**PROMPT:** Find the word "ConvertError" in the data, then copy each line where it is found.

**DATA FOR REVIEW:**
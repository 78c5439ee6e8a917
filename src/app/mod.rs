mod progress;
mod runner;
mod summary;

pub(crate) use runner::run_driver;
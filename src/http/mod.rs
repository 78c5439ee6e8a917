//! Outbound request construction, sending and the retry policy.
mod body;
mod client;
mod sender;

#[cfg(test)]
pub(crate) mod test_server;

pub use body::MAX_RESPONSE_BYTES;
pub use client::{build_client, build_headers};
pub use sender::{ATTEMPT_TIMEOUT, RequestSender, SendOutcome, backoff_delay, select_endpoint};
use std::borrow::Cow;

use serde_json::{Map, Value};

use crate::domain::{ArrayGaps, ColumnSelector, ParamMapping, ParamMode};
use crate::error::{ConvertError, MappingError};

use super::convert::convert;

/// Legacy schema: first param from this field, kept as raw text.
const LEGACY_TEXT_FIELD: usize = 4;
/// Legacy schema: second param from this field, parsed as int (0 on failure).
const LEGACY_INT_FIELD: usize = 2;
const LEGACY_MIN_FIELDS: usize = 5;

/// A mapping that could not be converted; its value is left out of the payload.
#[derive(Debug)]
pub struct MappingFailure {
    pub label: String,
    pub source: ConvertError,
}

#[derive(Debug)]
pub struct MappedRow {
    /// Compact JSON (object or array).
    pub payload: Vec<u8>,
    pub failures: Vec<MappingFailure>,
}

#[derive(Debug, Clone)]
struct ResolvedMapping {
    mapping: ParamMapping,
    field: Option<usize>,
}

/// Turns CSV rows into parameter payloads.
///
/// Column selectors are resolved once against the header row: numeric
/// selectors are field positions, names are looked up in the header and fall
/// back to the default value when absent. In array mode the mappings are
/// stable-sorted by `array_index` up front.
#[derive(Debug, Clone)]
pub struct ParamMapper {
    mode: ParamMode,
    gaps: ArrayGaps,
    mappings: Vec<ResolvedMapping>,
}

impl ParamMapper {
    #[must_use]
    pub fn new(
        mappings: &[ParamMapping],
        mode: ParamMode,
        gaps: ArrayGaps,
        header: &[String],
    ) -> Self {
        let header = normalize_row(header);
        let mut resolved: Vec<ResolvedMapping> = mappings
            .iter()
            .map(|mapping| ResolvedMapping {
                field: resolve_field(&mapping.column, &header),
                mapping: mapping.clone(),
            })
            .collect();
        if mode == ParamMode::Array {
            resolved.sort_by_key(|entry| entry.mapping.array_index);
        }
        Self {
            mode,
            gaps,
            mappings: resolved,
        }
    }

    /// Builds the payload for one data row.
    ///
    /// # Errors
    ///
    /// Returns an error when the legacy schema is in use and the row is too
    /// short, or when the payload cannot be serialized.
    pub fn map_row(&self, row: &[String]) -> Result<MappedRow, MappingError> {
        let fields = normalize_row(row);
        if self.mappings.is_empty() {
            return legacy_payload(&fields);
        }

        let mut failures = Vec::new();
        let params = match self.mode {
            ParamMode::Object => {
                let mut params = Map::new();
                for entry in &self.mappings {
                    match extract_value(&fields, entry) {
                        Ok(value) => {
                            params.insert(entry.mapping.name.clone(), value);
                        }
                        Err(err) => failures.push(MappingFailure {
                            label: entry.mapping.name.clone(),
                            source: err,
                        }),
                    }
                }
                Value::Object(params)
            }
            ParamMode::Array => {
                let mut params = Vec::with_capacity(self.mappings.len());
                for entry in &self.mappings {
                    match extract_value(&fields, entry) {
                        Ok(value) => params.push(value),
                        Err(err) => {
                            if self.gaps == ArrayGaps::Null {
                                params.push(Value::Null);
                            }
                            failures.push(MappingFailure {
                                label: format!("index {}", entry.mapping.array_index),
                                source: err,
                            });
                        }
                    }
                }
                Value::Array(params)
            }
        };

        let payload =
            serde_json::to_vec(&params).map_err(|err| MappingError::Serialize { source: err })?;
        Ok(MappedRow { payload, failures })
    }
}

/// A single-field row is treated as a tab-delimited line the CSV reader
/// failed to split.
fn normalize_row(row: &[String]) -> Cow<'_, [String]> {
    match row {
        [single] => Cow::Owned(single.split('\t').map(str::to_owned).collect()),
        _ => Cow::Borrowed(row),
    }
}

fn resolve_field(column: &ColumnSelector, header: &[String]) -> Option<usize> {
    match column {
        ColumnSelector::Index(index) => Some(*index),
        ColumnSelector::Negative => None,
        ColumnSelector::Name(name) => header
            .iter()
            .position(|field| field.trim() == name.as_str()),
    }
}

fn extract_value(fields: &[String], entry: &ResolvedMapping) -> Result<Value, ConvertError> {
    let selected = entry
        .field
        .and_then(|index| fields.get(index))
        .map_or(entry.mapping.default_value.as_str(), String::as_str);
    let raw = if selected.trim().is_empty() {
        entry.mapping.default_value.as_str()
    } else {
        selected
    };
    convert(raw, &entry.mapping.param_type)
}

fn legacy_payload(fields: &[String]) -> Result<MappedRow, MappingError> {
    if fields.len() < LEGACY_MIN_FIELDS {
        return Err(MappingError::RowTooShort { len: fields.len() });
    }
    let text = fields
        .get(LEGACY_TEXT_FIELD)
        .map_or_else(String::new, Clone::clone);
    let number = fields
        .get(LEGACY_INT_FIELD)
        .and_then(|field| field.parse::<i64>().ok())
        .unwrap_or(0);
    let params = Value::Array(vec![Value::String(text), Value::from(number)]);
    let payload =
        serde_json::to_vec(&params).map_err(|err| MappingError::Serialize { source: err })?;
    Ok(MappedRow {
        payload,
        failures: Vec::new(),
    })
}
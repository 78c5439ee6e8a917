use std::time::Duration;

use tokio::sync::mpsc;

/// Point-in-time read of run counters. Observational only.
#[derive(Debug, Clone, Copy, PartialEq, Eq, Default)]
pub struct ProgressSnapshot {
    pub processed: u64,
    pub total: u64,
    pub success: u64,
    pub error: u64,
}

impl ProgressSnapshot {
    /// Completion in hundredths of a percent (0..=10_000).
    #[must_use]
    pub fn percent_x100(&self) -> u64 {
        if self.total == 0 {
            return 10_000;
        }
        self.processed
            .min(self.total)
            .saturating_mul(10_000)
            .checked_div(self.total)
            .unwrap_or(0)
    }
}

#[derive(Debug, Clone)]
pub struct SinkSettings {
    pub log_capacity: usize,
    pub progress_capacity: usize,
    /// How often buffered log lines are handed to the renderer.
    pub flush_interval: Duration,
    /// Minimum spacing between two progress renders.
    pub progress_interval: Duration,
    pub max_buffered_lines: usize,
    /// Lines kept when the buffer overflows.
    pub trimmed_lines: usize,
    /// Newest lines rendered per flush; older buffered lines are dropped.
    pub lines_per_flush: usize,
}

impl Default for SinkSettings {
    fn default() -> Self {
        Self {
            log_capacity: 200,
            progress_capacity: 50,
            flush_interval: Duration::from_millis(1000),
            progress_interval: Duration::from_millis(500),
            max_buffered_lines: 200,
            trimmed_lines: 180,
            lines_per_flush: 20,
        }
    }
}

/// Producer side. Sends never block; events are dropped when a channel is full.
#[derive(Debug, Clone)]
pub struct EventSink {
    log_tx: mpsc::Sender<String>,
    progress_tx: mpsc::Sender<ProgressSnapshot>,
}

#[derive(Debug)]
pub struct EventStream {
    pub(super) log_rx: mpsc::Receiver<String>,
    pub(super) progress_rx: mpsc::Receiver<ProgressSnapshot>,
}

#[must_use]
pub fn event_channels(settings: &SinkSettings) -> (EventSink, EventStream) {
    let (log_tx, log_rx) = mpsc::channel(settings.log_capacity.max(1));
    let (progress_tx, progress_rx) = mpsc::channel(settings.progress_capacity.max(1));
    (
        EventSink {
            log_tx,
            progress_tx,
        },
        EventStream {
            log_rx,
            progress_rx,
        },
    )
}

impl EventSink {
    /// Queues a timestamped log line. Returns false when it was dropped.
    pub fn log(&self, message: impl AsRef<str>) -> bool {
        let stamp = chrono::Local::now().format("%H:%M:%S");
        let line = format!("[{}] {}", stamp, message.as_ref());
        self.log_tx.try_send(line).is_ok()
    }

    /// Queues a progress snapshot. Returns false when it was dropped.
    pub fn progress(&self, snapshot: ProgressSnapshot) -> bool {
        self.progress_tx.try_send(snapshot).is_ok()
    }
}
use serde_json::{Value, json};

use super::{ParamMapper, convert};
use crate::domain::{ArrayGaps, ColumnSelector, ParamMapping, ParamMode, ParamType};

const ALL_TAGS: [&str; 7] = ["string", "int", "float", "bool", "string[]", "int[]", "uuid"];

fn row(fields: &[&str]) -> Vec<String> {
    fields.iter().map(|field| (*field).to_owned()).collect()
}

fn mapping(column: &str, name: &str, tag: &str, default_value: &str, index: i64) -> ParamMapping {
    ParamMapping {
        column: ColumnSelector::parse(column),
        name: name.to_owned(),
        param_type: ParamType::from_tag(tag),
        default_value: default_value.to_owned(),
        array_index: index,
    }
}

fn payload_json(payload: &[u8]) -> Result<Value, String> {
    serde_json::from_slice(payload).map_err(|err| format!("payload is not JSON: {}", err))
}

#[test]
fn empty_input_yields_zero_values() -> Result<(), String> {
    let expected = [
        json!(""),
        json!(0),
        json!(0),
        json!(false),
        json!([]),
        json!([]),
        json!(""),
    ];
    for (tag, want) in ALL_TAGS.iter().zip(expected.iter()) {
        let got = convert("", &ParamType::from_tag(tag))
            .map_err(|err| format!("{} errored on empty input: {}", tag, err))?;
        if &got != want {
            return Err(format!("{}: expected {}, got {}", tag, want, got));
        }
    }
    Ok(())
}

#[test]
fn int_round_trips_normalized_text() -> Result<(), String> {
    for (input, normalized) in [("42", "42"), ("-7", "-7"), ("+15", "15"), (" 8 ", "8"), ("007", "7")] {
        let got = convert(input, &ParamType::Int).map_err(|err| err.to_string())?;
        if got.to_string() != normalized {
            return Err(format!("{:?}: expected {}, got {}", input, normalized, got));
        }
    }
    Ok(())
}

#[test]
fn scalar_parse_failures_are_errors() -> Result<(), String> {
    for (input, tag) in [("abc", "int"), ("1.5", "int"), ("x1", "float"), ("yes", "bool"), ("inf", "float")] {
        if convert(input, &ParamType::from_tag(tag)).is_ok() {
            return Err(format!("expected {:?} as {} to fail", input, tag));
        }
    }
    Ok(())
}

#[test]
fn bool_accepts_standard_literals() -> Result<(), String> {
    for input in ["1", "t", "T", "TRUE", "true", "True"] {
        if convert(input, &ParamType::Bool).map_err(|err| err.to_string())? != json!(true) {
            return Err(format!("{:?} should be true", input));
        }
    }
    for input in ["0", "f", "F", "FALSE", "false", "False"] {
        if convert(input, &ParamType::Bool).map_err(|err| err.to_string())? != json!(false) {
            return Err(format!("{:?} should be false", input));
        }
    }
    Ok(())
}

#[test]
fn float_parses_decimal() -> Result<(), String> {
    let got = convert("2.5", &ParamType::Float).map_err(|err| err.to_string())?;
    if got != json!(2.5) {
        return Err(format!("unexpected float: {}", got));
    }
    Ok(())
}

#[test]
fn whole_floats_have_no_fraction() -> Result<(), String> {
    for (input, text) in [("3", "3"), ("0", "0"), ("-2.0", "-2"), ("1e3", "1000"), ("0.25", "0.25")] {
        let got = convert(input, &ParamType::Float).map_err(|err| err.to_string())?;
        if got.to_string() != text {
            return Err(format!("{:?}: expected {}, got {}", input, text, got));
        }
    }
    Ok(())
}

#[test]
fn string_list_splits_on_first_separator_only() -> Result<(), String> {
    let cases = [
        ("a,b,c", json!(["a", "b", "c"])),
        ("a;b|c", json!(["a", "b|c"])),
        ("red;blue;green", json!(["red", "blue", "green"])),
        ("x|y z", json!(["x", "y z"])),
        ("a b  c", json!(["a", "b", "c"])),
        ("solo", json!(["solo"])),
        (" a , , b ", json!(["a", "b"])),
    ];
    for (input, want) in cases {
        let got = convert(input, &ParamType::StringList).map_err(|err| err.to_string())?;
        if got != want {
            return Err(format!("{:?}: expected {}, got {}", input, want, got));
        }
    }
    Ok(())
}

#[test]
fn int_list_skips_invalid_pieces() -> Result<(), String> {
    let cases = [
        ("1,2,x,4", json!([1, 2, 4])),
        ("1, abc, 3, 4.5, 5", json!([1, 3, 5])),
        ("10;20;30", json!([10, 20, 30])),
        ("nope", json!([])),
    ];
    for (input, want) in cases {
        let got = convert(input, &ParamType::IntList).map_err(|err| err.to_string())?;
        if got != want {
            return Err(format!("{:?}: expected {}, got {}", input, want, got));
        }
    }
    Ok(())
}

#[test]
fn unknown_tag_passes_trimmed_text() -> Result<(), String> {
    let got = convert("  raw value ", &ParamType::from_tag("date")).map_err(|err| err.to_string())?;
    if got != json!("raw value") {
        return Err(format!("unexpected value: {}", got));
    }
    Ok(())
}

#[test]
fn array_mode_orders_by_index() -> Result<(), String> {
    let mappings = [
        mapping("0", "c", "string", "", 2),
        mapping("1", "a", "int", "", 0),
        mapping("2", "b", "bool", "", 1),
    ];
    let mapper = ParamMapper::new(&mappings, ParamMode::Array, ArrayGaps::Shift, &[]);
    let mapped = mapper
        .map_row(&row(&["third", "1", "true"]))
        .map_err(|err| err.to_string())?;
    let got = payload_json(&mapped.payload)?;
    if got != json!([1, true, "third"]) {
        return Err(format!("unexpected payload: {}", got));
    }
    Ok(())
}

#[test]
fn array_mode_failure_shifts_later_values() -> Result<(), String> {
    let mappings = [
        mapping("0", "", "int", "", 0),
        mapping("1", "", "int", "", 1),
        mapping("2", "", "string", "", 2),
    ];
    let mapper = ParamMapper::new(&mappings, ParamMode::Array, ArrayGaps::Shift, &[]);
    let mapped = mapper
        .map_row(&row(&["1", "bad", "tail"]))
        .map_err(|err| err.to_string())?;
    if mapped.failures.len() != 1 {
        return Err(format!("expected one failure, got {}", mapped.failures.len()));
    }
    let got = payload_json(&mapped.payload)?;
    if got != json!([1, "tail"]) {
        return Err(format!("unexpected payload: {}", got));
    }
    Ok(())
}

#[test]
fn array_mode_null_gaps_keep_positions() -> Result<(), String> {
    let mappings = [
        mapping("0", "", "int", "", 0),
        mapping("1", "", "int", "", 1),
        mapping("2", "", "string", "", 2),
    ];
    let mapper = ParamMapper::new(&mappings, ParamMode::Array, ArrayGaps::Null, &[]);
    let mapped = mapper
        .map_row(&row(&["1", "bad", "tail"]))
        .map_err(|err| err.to_string())?;
    let got = payload_json(&mapped.payload)?;
    if got != json!([1, null, "tail"]) {
        return Err(format!("unexpected payload: {}", got));
    }
    Ok(())
}

#[test]
fn object_mode_later_mapping_wins() -> Result<(), String> {
    let mappings = [
        mapping("0", "id", "string", "", 0),
        mapping("1", "id", "int", "", 0),
    ];
    let mapper = ParamMapper::new(&mappings, ParamMode::Object, ArrayGaps::Shift, &[]);
    let mapped = mapper
        .map_row(&row(&["first", "2"]))
        .map_err(|err| err.to_string())?;
    let got = payload_json(&mapped.payload)?;
    if got != json!({ "id": 2 }) {
        return Err(format!("unexpected payload: {}", got));
    }
    Ok(())
}

#[test]
fn object_mode_failed_key_is_absent() -> Result<(), String> {
    let mappings = [
        mapping("0", "count", "int", "", 0),
        mapping("1", "name", "string", "", 0),
    ];
    let mapper = ParamMapper::new(&mappings, ParamMode::Object, ArrayGaps::Shift, &[]);
    let mapped = mapper
        .map_row(&row(&["many", "bob"]))
        .map_err(|err| err.to_string())?;
    let got = payload_json(&mapped.payload)?;
    if got != json!({ "name": "bob" }) {
        return Err(format!("unexpected payload: {}", got));
    }
    match mapped.failures.first() {
        Some(failure) if failure.label == "count" => Ok(()),
        _ => Err("expected failure labelled 'count'".to_owned()),
    }
}

#[test]
fn blank_or_out_of_range_fields_use_default() -> Result<(), String> {
    let mappings = [
        mapping("0", "blank", "int", "5", 0),
        mapping("9", "missing", "string", "fallback", 0),
        mapping("-1", "negative", "string", "neg", 0),
    ];
    let mapper = ParamMapper::new(&mappings, ParamMode::Object, ArrayGaps::Shift, &[]);
    let mapped = mapper
        .map_row(&row(&["   ", "x"]))
        .map_err(|err| err.to_string())?;
    let got = payload_json(&mapped.payload)?;
    if got != json!({ "blank": 5, "missing": "fallback", "negative": "neg" }) {
        return Err(format!("unexpected payload: {}", got));
    }
    Ok(())
}

#[test]
fn named_columns_resolve_against_header() -> Result<(), String> {
    let header = row(&["id", " amount ", "tags"]);
    let mappings = [
        mapping("amount", "amount", "float", "", 0),
        mapping("tags", "tags", "string[]", "", 0),
        mapping("unknown", "other", "string", "dflt", 0),
    ];
    let mapper = ParamMapper::new(&mappings, ParamMode::Object, ArrayGaps::Shift, &header);
    let mapped = mapper
        .map_row(&row(&["7", "1.5", "a|b"]))
        .map_err(|err| err.to_string())?;
    let got = payload_json(&mapped.payload)?;
    if got != json!({ "amount": 1.5, "tags": ["a", "b"], "other": "dflt" }) {
        return Err(format!("unexpected payload: {}", got));
    }
    Ok(())
}

#[test]
fn single_field_rows_are_split_on_tabs() -> Result<(), String> {
    let mappings = [mapping("1", "second", "string", "", 0)];
    let mapper = ParamMapper::new(&mappings, ParamMode::Object, ArrayGaps::Shift, &[]);
    let mapped = mapper
        .map_row(&row(&["one\ttwo\tthree"]))
        .map_err(|err| err.to_string())?;
    let got = payload_json(&mapped.payload)?;
    if got != json!({ "second": "two" }) {
        return Err(format!("unexpected payload: {}", got));
    }
    Ok(())
}

#[test]
fn legacy_mapping_uses_fixed_fields() -> Result<(), String> {
    let mapper = ParamMapper::new(&[], ParamMode::Object, ArrayGaps::Shift, &[]);
    let mapped = mapper
        .map_row(&row(&["a", "b", "17", "d", "SO-1"]))
        .map_err(|err| err.to_string())?;
    let got = payload_json(&mapped.payload)?;
    if got != json!(["SO-1", 17]) {
        return Err(format!("unexpected payload: {}", got));
    }

    let mapped = mapper
        .map_row(&row(&["a", "b", "n/a", "d", "SO-2"]))
        .map_err(|err| err.to_string())?;
    let got = payload_json(&mapped.payload)?;
    if got != json!(["SO-2", 0]) {
        return Err(format!("unexpected payload: {}", got));
    }

    if mapper.map_row(&row(&["a", "b", "c"])).is_ok() {
        return Err("expected short row to fail".to_owned());
    }
    Ok(())
}

#[test]
fn column_selector_parsing() -> Result<(), String> {
    if ColumnSelector::parse(" 3 ") != ColumnSelector::Index(3) {
        return Err("expected index".to_owned());
    }
    if ColumnSelector::parse("-2") != ColumnSelector::Negative {
        return Err("expected negative".to_owned());
    }
    if ColumnSelector::parse("name") != ColumnSelector::Name("name".to_owned()) {
        return Err("expected name".to_owned());
    }
    if ParamType::from_tag(" int ") != ParamType::Int {
        return Err("expected trimmed type tag".to_owned());
    }
    Ok(())
}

**TASK RESPONSE:**
use crate::error::{ConvertError, MappingError};
    pub source: ConvertError,
fn extract_value(fields: &[String], entry: &ResolvedMapping) -> Result<Value, ConvertError> {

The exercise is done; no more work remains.